- _About this exercise_: The response must contain every line below in which "handshake" appears.

▶

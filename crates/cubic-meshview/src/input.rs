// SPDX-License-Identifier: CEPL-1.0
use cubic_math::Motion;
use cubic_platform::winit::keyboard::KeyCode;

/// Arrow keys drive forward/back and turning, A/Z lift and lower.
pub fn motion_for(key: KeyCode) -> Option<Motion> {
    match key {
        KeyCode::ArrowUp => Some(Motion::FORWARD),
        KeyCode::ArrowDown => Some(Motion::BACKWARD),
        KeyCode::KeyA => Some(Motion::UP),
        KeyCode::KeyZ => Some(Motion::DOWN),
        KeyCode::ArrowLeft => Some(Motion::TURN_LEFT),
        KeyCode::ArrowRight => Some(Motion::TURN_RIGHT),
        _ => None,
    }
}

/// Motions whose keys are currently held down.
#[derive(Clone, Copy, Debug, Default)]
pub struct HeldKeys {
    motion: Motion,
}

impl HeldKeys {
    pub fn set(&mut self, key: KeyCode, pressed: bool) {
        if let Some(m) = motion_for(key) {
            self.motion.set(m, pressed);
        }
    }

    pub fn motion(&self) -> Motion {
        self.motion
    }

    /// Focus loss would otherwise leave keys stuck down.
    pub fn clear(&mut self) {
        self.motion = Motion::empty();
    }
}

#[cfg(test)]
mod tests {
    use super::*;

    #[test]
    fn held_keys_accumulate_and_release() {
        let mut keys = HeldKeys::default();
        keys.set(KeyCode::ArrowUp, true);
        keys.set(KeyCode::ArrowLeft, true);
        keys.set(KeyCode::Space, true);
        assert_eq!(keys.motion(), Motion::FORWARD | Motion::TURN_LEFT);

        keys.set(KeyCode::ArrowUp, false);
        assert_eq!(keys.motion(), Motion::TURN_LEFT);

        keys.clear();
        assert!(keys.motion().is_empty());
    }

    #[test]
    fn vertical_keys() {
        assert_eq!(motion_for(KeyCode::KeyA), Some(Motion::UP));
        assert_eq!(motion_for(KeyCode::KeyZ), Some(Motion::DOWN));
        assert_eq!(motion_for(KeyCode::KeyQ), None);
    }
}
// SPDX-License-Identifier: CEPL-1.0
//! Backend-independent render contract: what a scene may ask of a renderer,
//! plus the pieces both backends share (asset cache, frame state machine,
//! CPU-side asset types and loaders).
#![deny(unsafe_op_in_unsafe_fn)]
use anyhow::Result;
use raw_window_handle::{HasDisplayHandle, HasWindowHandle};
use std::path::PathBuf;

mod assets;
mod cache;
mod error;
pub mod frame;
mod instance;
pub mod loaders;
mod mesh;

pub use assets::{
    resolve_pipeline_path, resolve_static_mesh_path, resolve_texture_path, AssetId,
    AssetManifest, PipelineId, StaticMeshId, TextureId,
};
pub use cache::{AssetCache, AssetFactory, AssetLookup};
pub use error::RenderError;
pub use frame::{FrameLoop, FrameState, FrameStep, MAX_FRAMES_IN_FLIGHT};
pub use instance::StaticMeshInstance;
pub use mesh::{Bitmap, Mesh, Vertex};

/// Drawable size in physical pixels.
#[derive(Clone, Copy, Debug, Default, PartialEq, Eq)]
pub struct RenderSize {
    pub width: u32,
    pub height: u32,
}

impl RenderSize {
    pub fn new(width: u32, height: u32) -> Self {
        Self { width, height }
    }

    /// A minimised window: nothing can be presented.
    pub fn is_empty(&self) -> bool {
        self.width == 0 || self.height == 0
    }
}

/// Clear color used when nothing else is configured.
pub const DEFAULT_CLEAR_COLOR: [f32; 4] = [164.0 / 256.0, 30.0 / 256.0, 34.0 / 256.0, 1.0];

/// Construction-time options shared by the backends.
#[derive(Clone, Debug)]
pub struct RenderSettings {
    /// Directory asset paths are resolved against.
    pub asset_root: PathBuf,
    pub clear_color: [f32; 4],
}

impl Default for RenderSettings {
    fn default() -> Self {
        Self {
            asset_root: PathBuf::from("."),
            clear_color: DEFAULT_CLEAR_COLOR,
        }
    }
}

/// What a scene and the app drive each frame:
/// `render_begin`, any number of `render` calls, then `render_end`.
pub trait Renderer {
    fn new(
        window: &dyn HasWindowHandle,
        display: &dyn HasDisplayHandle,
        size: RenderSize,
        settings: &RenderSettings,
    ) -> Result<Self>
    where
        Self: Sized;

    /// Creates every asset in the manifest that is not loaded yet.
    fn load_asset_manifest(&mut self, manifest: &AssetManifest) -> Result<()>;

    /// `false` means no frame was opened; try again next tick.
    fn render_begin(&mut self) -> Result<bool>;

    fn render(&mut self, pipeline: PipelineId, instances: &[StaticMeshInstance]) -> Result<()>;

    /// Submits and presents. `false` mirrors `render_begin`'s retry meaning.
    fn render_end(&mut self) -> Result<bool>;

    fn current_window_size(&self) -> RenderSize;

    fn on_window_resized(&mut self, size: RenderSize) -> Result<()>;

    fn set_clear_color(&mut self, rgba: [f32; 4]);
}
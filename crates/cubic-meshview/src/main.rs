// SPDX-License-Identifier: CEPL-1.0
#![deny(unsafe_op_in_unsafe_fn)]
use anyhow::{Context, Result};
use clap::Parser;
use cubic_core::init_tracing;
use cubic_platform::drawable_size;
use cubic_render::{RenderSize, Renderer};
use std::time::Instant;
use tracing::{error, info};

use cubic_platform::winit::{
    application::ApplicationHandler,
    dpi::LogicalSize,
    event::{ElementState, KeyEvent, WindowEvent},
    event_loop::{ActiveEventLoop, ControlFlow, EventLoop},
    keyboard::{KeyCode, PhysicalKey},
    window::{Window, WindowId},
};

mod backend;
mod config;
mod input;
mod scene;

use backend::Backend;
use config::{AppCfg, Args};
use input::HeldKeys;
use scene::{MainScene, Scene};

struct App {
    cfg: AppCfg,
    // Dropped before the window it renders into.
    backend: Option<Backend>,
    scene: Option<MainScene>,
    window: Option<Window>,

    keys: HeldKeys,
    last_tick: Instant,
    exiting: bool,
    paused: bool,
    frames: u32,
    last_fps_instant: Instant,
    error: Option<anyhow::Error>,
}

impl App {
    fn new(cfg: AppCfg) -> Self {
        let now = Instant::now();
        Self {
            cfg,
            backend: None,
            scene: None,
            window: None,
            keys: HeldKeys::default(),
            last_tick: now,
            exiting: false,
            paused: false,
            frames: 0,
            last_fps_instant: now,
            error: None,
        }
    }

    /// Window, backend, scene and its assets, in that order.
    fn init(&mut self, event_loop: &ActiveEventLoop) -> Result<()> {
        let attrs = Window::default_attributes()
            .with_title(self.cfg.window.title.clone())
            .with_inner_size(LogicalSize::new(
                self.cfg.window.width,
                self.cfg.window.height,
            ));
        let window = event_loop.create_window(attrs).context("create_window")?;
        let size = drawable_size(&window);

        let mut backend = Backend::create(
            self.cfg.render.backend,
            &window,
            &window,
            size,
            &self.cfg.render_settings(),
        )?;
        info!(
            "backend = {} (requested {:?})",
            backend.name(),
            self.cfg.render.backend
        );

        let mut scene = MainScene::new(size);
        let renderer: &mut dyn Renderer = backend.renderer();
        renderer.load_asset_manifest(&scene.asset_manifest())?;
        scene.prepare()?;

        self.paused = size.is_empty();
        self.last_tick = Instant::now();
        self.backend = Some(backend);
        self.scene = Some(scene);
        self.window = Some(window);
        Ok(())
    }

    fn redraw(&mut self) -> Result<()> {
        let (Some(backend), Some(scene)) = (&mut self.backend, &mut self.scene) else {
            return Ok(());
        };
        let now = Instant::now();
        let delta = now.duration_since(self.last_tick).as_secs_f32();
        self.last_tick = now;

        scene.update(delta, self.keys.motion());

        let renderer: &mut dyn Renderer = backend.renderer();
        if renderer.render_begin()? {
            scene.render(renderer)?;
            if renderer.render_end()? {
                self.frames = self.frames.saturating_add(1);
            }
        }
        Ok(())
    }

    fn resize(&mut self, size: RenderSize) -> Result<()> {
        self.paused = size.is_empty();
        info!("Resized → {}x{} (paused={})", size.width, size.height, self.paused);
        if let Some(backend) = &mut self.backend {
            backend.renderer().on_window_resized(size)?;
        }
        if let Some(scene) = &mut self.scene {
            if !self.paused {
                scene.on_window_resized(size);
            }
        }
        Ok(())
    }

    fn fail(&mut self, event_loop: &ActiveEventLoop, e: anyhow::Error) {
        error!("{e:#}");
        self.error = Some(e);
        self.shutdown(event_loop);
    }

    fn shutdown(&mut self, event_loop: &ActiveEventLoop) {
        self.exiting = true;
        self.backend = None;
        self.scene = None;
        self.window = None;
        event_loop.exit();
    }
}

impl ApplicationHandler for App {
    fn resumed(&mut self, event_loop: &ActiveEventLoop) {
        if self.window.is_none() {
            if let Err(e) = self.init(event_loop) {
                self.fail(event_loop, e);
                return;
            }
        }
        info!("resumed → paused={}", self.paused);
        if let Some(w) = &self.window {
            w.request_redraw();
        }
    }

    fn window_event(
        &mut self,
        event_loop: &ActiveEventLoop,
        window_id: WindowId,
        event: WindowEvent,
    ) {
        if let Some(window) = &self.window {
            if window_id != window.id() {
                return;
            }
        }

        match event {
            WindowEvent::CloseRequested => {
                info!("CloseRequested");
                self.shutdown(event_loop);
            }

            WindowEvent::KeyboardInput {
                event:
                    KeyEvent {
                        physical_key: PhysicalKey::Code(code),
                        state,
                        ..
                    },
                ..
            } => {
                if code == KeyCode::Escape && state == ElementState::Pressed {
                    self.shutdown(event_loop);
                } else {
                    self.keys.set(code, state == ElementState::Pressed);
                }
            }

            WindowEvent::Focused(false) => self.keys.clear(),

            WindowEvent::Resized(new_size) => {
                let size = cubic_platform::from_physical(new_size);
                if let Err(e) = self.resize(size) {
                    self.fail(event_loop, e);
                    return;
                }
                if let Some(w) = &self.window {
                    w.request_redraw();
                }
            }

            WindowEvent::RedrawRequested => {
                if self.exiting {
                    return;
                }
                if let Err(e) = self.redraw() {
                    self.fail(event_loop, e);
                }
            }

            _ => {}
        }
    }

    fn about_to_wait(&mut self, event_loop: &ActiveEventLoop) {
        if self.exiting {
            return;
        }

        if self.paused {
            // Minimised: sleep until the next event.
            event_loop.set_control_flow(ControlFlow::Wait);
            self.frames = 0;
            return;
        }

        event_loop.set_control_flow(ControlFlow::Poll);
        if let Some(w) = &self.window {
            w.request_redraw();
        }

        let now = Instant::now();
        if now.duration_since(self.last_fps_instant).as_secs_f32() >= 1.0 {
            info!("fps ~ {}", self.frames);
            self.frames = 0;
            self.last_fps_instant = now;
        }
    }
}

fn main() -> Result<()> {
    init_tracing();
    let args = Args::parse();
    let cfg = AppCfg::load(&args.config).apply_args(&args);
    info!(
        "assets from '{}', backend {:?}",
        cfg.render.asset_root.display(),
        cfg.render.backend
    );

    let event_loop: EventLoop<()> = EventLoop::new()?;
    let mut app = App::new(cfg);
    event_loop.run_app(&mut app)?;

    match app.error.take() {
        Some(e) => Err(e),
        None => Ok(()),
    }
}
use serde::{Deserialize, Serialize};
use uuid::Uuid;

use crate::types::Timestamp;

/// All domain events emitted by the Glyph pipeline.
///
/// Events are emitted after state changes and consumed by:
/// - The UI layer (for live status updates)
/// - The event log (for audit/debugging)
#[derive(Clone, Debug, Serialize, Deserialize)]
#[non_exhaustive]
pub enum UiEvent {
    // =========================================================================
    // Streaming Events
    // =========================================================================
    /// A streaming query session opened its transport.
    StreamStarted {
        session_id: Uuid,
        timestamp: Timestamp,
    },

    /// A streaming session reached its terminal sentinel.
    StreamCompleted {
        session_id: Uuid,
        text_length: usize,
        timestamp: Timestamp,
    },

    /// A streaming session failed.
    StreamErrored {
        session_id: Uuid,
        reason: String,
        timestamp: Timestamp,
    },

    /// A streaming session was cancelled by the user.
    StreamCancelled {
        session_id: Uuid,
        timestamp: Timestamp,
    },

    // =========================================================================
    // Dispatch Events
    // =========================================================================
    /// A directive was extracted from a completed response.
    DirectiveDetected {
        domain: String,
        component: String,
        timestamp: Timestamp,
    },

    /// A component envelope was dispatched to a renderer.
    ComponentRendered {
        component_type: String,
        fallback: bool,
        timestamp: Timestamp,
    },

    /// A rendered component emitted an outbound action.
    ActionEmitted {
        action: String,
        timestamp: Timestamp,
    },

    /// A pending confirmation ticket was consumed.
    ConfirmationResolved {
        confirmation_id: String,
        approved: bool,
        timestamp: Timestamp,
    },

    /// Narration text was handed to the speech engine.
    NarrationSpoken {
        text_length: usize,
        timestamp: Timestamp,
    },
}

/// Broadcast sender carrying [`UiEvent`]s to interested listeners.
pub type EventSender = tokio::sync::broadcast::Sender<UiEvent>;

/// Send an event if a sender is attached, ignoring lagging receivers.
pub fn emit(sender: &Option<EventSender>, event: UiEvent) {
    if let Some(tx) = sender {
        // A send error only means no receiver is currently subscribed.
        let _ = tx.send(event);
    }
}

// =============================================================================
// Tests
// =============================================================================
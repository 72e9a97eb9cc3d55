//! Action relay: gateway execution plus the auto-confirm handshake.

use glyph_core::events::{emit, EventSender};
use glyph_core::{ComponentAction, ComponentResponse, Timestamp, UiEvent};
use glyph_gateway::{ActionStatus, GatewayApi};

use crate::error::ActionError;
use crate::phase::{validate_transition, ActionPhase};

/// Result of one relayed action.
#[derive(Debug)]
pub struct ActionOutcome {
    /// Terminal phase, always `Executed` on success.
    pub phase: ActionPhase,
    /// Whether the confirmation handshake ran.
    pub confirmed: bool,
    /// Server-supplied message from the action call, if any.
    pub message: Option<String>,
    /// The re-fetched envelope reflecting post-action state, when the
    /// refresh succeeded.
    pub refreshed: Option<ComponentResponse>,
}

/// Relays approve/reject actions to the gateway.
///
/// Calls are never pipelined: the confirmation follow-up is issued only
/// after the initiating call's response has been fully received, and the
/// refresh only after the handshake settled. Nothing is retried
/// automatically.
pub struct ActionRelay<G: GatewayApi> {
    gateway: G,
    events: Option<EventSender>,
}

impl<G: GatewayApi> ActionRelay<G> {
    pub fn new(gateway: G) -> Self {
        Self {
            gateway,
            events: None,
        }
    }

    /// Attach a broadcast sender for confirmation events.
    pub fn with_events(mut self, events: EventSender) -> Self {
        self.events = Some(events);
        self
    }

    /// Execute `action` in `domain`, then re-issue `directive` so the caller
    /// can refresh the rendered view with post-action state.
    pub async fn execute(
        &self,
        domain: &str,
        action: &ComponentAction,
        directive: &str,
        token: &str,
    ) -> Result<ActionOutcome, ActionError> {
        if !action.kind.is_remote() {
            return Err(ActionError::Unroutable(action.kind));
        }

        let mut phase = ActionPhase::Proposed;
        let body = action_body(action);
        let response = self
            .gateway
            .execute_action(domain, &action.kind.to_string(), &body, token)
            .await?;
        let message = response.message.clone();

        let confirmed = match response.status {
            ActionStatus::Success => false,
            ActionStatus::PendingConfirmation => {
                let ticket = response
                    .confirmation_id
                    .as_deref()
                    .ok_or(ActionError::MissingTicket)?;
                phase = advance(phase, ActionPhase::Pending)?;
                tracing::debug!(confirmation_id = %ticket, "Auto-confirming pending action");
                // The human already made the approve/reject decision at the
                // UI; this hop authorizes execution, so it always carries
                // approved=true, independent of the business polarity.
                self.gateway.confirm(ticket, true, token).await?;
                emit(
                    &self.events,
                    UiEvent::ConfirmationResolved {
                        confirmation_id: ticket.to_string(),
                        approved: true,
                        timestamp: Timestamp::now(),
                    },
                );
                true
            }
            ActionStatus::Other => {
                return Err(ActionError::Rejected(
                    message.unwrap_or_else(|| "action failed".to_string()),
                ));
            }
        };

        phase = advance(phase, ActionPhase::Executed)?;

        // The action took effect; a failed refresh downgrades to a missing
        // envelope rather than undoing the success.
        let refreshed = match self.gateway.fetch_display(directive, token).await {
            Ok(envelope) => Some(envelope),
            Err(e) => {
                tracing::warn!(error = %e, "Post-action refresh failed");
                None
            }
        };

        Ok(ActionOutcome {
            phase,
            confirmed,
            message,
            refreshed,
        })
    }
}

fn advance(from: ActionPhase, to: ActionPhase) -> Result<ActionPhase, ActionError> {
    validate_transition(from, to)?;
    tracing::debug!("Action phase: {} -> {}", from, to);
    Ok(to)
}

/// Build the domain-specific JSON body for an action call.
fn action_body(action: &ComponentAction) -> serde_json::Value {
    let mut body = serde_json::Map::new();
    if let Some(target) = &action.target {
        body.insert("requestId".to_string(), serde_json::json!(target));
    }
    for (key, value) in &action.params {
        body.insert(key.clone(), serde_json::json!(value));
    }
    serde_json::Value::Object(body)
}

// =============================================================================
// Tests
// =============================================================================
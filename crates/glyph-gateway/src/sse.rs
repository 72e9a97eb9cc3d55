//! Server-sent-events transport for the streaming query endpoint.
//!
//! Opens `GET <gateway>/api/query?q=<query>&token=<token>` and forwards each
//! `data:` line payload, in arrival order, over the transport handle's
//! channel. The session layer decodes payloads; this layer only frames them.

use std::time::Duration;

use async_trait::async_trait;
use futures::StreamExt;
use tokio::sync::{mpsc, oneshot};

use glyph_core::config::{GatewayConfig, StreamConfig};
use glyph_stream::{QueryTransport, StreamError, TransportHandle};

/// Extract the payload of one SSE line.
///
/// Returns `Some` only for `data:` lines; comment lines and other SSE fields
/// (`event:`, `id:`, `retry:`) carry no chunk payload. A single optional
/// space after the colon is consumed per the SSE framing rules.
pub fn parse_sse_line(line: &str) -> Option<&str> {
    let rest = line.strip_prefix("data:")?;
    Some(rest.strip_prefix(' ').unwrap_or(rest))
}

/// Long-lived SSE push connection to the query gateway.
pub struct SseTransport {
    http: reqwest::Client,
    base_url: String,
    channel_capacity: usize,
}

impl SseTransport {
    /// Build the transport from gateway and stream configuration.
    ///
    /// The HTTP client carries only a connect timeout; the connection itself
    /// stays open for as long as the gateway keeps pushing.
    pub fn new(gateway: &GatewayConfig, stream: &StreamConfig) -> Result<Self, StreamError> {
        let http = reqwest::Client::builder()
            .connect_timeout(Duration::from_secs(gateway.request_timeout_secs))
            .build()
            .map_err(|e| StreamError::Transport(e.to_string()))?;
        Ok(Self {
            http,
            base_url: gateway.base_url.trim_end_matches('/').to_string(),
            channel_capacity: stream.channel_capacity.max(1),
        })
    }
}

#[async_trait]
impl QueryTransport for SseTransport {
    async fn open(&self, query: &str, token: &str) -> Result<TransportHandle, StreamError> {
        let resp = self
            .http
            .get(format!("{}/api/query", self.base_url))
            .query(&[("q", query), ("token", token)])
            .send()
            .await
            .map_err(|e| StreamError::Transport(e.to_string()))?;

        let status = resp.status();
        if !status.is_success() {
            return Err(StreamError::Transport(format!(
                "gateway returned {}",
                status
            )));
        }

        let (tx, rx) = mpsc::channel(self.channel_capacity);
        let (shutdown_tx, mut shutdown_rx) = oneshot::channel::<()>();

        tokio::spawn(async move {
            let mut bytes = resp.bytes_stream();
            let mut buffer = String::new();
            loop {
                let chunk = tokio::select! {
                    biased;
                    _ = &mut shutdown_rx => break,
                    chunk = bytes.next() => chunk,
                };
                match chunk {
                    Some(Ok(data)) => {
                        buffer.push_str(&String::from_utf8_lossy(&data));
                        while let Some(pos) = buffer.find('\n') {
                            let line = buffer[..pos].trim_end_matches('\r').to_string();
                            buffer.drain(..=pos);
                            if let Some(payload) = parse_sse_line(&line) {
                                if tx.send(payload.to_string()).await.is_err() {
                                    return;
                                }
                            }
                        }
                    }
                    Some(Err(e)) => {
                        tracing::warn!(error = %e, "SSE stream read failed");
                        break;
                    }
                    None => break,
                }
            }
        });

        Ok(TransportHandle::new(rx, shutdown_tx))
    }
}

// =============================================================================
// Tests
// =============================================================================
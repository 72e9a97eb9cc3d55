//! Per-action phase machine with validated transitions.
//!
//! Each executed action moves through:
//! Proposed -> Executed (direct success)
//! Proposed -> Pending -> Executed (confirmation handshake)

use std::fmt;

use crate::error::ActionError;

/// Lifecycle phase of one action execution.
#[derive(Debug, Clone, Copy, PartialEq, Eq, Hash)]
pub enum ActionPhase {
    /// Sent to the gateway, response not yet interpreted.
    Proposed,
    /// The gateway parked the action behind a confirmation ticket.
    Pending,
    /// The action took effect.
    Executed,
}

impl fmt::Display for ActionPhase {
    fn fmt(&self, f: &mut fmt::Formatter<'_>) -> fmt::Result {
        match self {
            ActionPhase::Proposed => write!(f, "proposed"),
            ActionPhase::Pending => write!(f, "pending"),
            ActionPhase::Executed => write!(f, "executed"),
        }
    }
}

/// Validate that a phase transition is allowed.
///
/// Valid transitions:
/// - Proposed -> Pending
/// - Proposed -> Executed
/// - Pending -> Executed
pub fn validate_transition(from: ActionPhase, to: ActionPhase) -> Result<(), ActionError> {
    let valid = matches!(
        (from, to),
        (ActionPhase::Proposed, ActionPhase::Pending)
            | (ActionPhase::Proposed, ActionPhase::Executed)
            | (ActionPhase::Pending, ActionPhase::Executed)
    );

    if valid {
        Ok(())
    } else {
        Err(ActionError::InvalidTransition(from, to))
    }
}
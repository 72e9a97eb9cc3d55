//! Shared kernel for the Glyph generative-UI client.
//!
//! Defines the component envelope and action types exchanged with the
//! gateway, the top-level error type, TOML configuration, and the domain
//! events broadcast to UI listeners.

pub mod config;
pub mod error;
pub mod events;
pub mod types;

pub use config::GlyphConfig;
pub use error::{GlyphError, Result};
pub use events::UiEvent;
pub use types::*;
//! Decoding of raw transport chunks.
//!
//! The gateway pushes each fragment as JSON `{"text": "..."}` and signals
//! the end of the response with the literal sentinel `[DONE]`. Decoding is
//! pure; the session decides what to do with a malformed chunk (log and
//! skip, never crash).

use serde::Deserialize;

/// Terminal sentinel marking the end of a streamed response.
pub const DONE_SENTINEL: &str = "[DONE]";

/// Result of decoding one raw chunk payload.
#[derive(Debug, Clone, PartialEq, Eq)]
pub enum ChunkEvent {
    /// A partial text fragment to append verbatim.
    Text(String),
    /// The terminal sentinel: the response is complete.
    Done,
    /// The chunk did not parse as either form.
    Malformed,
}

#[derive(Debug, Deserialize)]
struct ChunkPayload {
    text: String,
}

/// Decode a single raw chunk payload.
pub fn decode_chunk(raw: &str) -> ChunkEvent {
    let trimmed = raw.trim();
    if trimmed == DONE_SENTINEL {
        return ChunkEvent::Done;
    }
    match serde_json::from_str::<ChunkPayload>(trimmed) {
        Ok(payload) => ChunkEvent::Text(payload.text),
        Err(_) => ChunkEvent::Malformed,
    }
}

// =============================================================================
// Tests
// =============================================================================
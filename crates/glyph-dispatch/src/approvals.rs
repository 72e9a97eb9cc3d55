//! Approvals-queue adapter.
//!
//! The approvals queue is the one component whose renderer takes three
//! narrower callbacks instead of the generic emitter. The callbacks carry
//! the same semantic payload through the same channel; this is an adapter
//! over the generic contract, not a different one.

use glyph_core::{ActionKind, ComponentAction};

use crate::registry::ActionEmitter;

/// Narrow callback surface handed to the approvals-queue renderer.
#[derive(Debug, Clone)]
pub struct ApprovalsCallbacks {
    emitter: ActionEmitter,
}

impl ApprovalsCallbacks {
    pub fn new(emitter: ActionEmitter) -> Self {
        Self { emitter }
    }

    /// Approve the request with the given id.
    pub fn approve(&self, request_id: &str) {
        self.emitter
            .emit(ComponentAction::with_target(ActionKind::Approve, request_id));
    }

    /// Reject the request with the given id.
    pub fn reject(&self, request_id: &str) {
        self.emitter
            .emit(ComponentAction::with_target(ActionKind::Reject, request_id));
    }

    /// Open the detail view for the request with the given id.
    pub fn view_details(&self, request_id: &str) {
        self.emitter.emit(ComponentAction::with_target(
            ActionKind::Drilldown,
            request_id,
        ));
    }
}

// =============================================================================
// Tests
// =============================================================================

◀

- _Response to the task_:
//! Action relay: gateway execution plus the auto-confirm handshake.
    /// Whether the confirmation handshake ran.
/// refresh only after the handshake settled. Nothing is retried
//! Proposed -> Pending -> Executed (confirmation handshake)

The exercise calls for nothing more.